● **Instructions for the task**
Write out, precisely and in full, each line of the material.

● **Information given**

★ ★ ★

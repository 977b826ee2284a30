use std::io;
use std::time::Duration;

use crossterm::event::KeyEventKind;
use crossterm::{
    event::{self, DisableMouseCapture, EnableMouseCapture, Event},
    execute,
    terminal::{disable_raw_mode, enable_raw_mode, EnterAlternateScreen, LeaveAlternateScreen},
};
use ratatui::prelude::*;

mod api;
mod app;
mod config;
mod error;
mod models;
mod study;
mod tui;
mod upload;

use app::App;
use config::Config;
use error::Result;
use tui::{draw, handle_key_event};

#[tokio::main]
async fn main() -> Result<()> {
    // Initialize logging (only show warnings and errors by default)
    tracing_subscriber::fmt()
        .with_env_filter(
            tracing_subscriber::EnvFilter::from_default_env()
                .add_directive(tracing::Level::WARN.into()),
        )
        .with_writer(std::io::stderr)
        .init();

    // Parse command line arguments
    let args: Vec<String> = std::env::args().collect();

    // Load configuration
    let config = Config::load()?;

    // Check for --ping flag (headless connectivity check)
    if args.len() >= 2 {
        if args[1] == "--ping" {
            let source = api::for_config(&config)?;
            source.ping().await?;
            println!("pong: backend is reachable");
            return Ok(());
        }
        return Err(anyhow::anyhow!("unknown flag: {}", args[1]).into());
    }

    // Initialize app and issue the dashboard fetches
    let mut app = App::new(&config)?;
    app.open_dashboard();

    // Setup terminal
    enable_raw_mode()?;
    let mut stdout = io::stdout();
    execute!(stdout, EnterAlternateScreen, EnableMouseCapture)?;
    let backend = CrosstermBackend::new(stdout);
    let mut terminal = Terminal::new(backend)?;

    // Run the app
    let result = run_app(&mut terminal, &mut app).await;

    // Restore terminal
    disable_raw_mode()?;
    execute!(
        terminal.backend_mut(),
        LeaveAlternateScreen,
        DisableMouseCapture
    )?;
    terminal.show_cursor()?;

    if let Err(e) = result {
        eprintln!("Error: {}", e);
    }

    Ok(())
}

async fn run_app<B: Backend>(terminal: &mut Terminal<B>, app: &mut App) -> Result<()> {
    loop {
        terminal.draw(|frame| draw(frame, app))?;

        // Collect completed fetches and recording results
        app.poll_results();

        // Poll for events with timeout to allow async operations
        if event::poll(Duration::from_millis(100))? {
            if let Event::Key(key) = event::read()? {
                if key.kind == KeyEventKind::Press {
                    if let Some(action) = handle_key_event(
                        key,
                        app.view,
                        app.tab,
                        app.study.is_active(),
                        app.show_help,
                    ) {
                        let should_quit = app.handle_action(action).await?;
                        if should_quit {
                            return Ok(());
                        }
                    }
                }
            }
        }
    }
}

★ ★ ★

● **Task result**
repository 977b826ee2284a30
use std::io;
use std::time::Duration;

use crossterm::event::KeyEventKind;
use crossterm::{
    event::{self, DisableMouseCapture, EnableMouseCapture, Event},
    execute,
    terminal::{disable_raw_mode, enable_raw_mode, EnterAlternateScreen, LeaveAlternateScreen},
};
use ratatui::prelude::*;

mod api;
mod app;
mod config;
mod error;
mod models;
mod study;
mod tui;
mod upload;

use app::App;
use config::Config;
use error::Result;
use tui::{draw, handle_key_event};

#[tokio::main]
async fn main() -> Result<()> {
    // Initialize logging (only show warnings and errors by default)
    tracing_subscriber::fmt()
        .with_env_filter(
            tracing_subscriber::EnvFilter::from_default_env()
                .add_directive(tracing::Level::WARN.into()),
        )
        .with_writer(std::io::stderr)
        .init();

    // Parse command line arguments
    let args: Vec<String> = std::env::args().collect();

    // Load configuration
    let config = Config::load()?;

    // Check for --ping flag (headless connectivity check)
    if args.len() >= 2 {
        if args[1] == "--ping" {
            let source = api::for_config(&config)?;
            source.ping().await?;
            println!("pong: backend is reachable");
            return Ok(());
        }
        return Err(anyhow::anyhow!("unknown flag: {}", args[1]).into());
    }

    // Initialize app and issue the dashboard fetches
    let mut app = App::new(&config)?;
    app.open_dashboard();

    // Setup terminal
    enable_raw_mode()?;
    let mut stdout = io::stdout();
    execute!(stdout, EnterAlternateScreen, EnableMouseCapture)?;
    let backend = CrosstermBackend::new(stdout);
    let mut terminal = Terminal::new(backend)?;

    // Run the app
    let result = run_app(&mut terminal, &mut app).await;

    // Restore terminal
    disable_raw_mode()?;
    execute!(
        terminal.backend_mut(),
        LeaveAlternateScreen,
        DisableMouseCapture
    )?;
    terminal.show_cursor()?;

    if let Err(e) = result {
        eprintln!("Error: {}", e);
    }

    Ok(())
}

async fn run_app<B: Backend>(terminal: &mut Terminal<B>, app: &mut App) -> Result<()> {
    loop {
        terminal.draw(|frame| draw(frame, app))?;

        // Collect completed fetches and recording results
        app.poll_results();

        // Poll for events with timeout to allow async operations
        if event::poll(Duration::from_millis(100))? {
            if let Event::Key(key) = event::read()? {
                if key.kind == KeyEventKind::Press {
                    if let Some(action) = handle_key_event(
                        key,
                        app.view,
                        app.tab,
                        app.study.is_active(),
                        app.show_help,
                    ) {
                        let should_quit = app.handle_action(action).await?;
                        if should_quit {
                            return Ok(());
                        }
                    }
                }
            }
        }
    }
}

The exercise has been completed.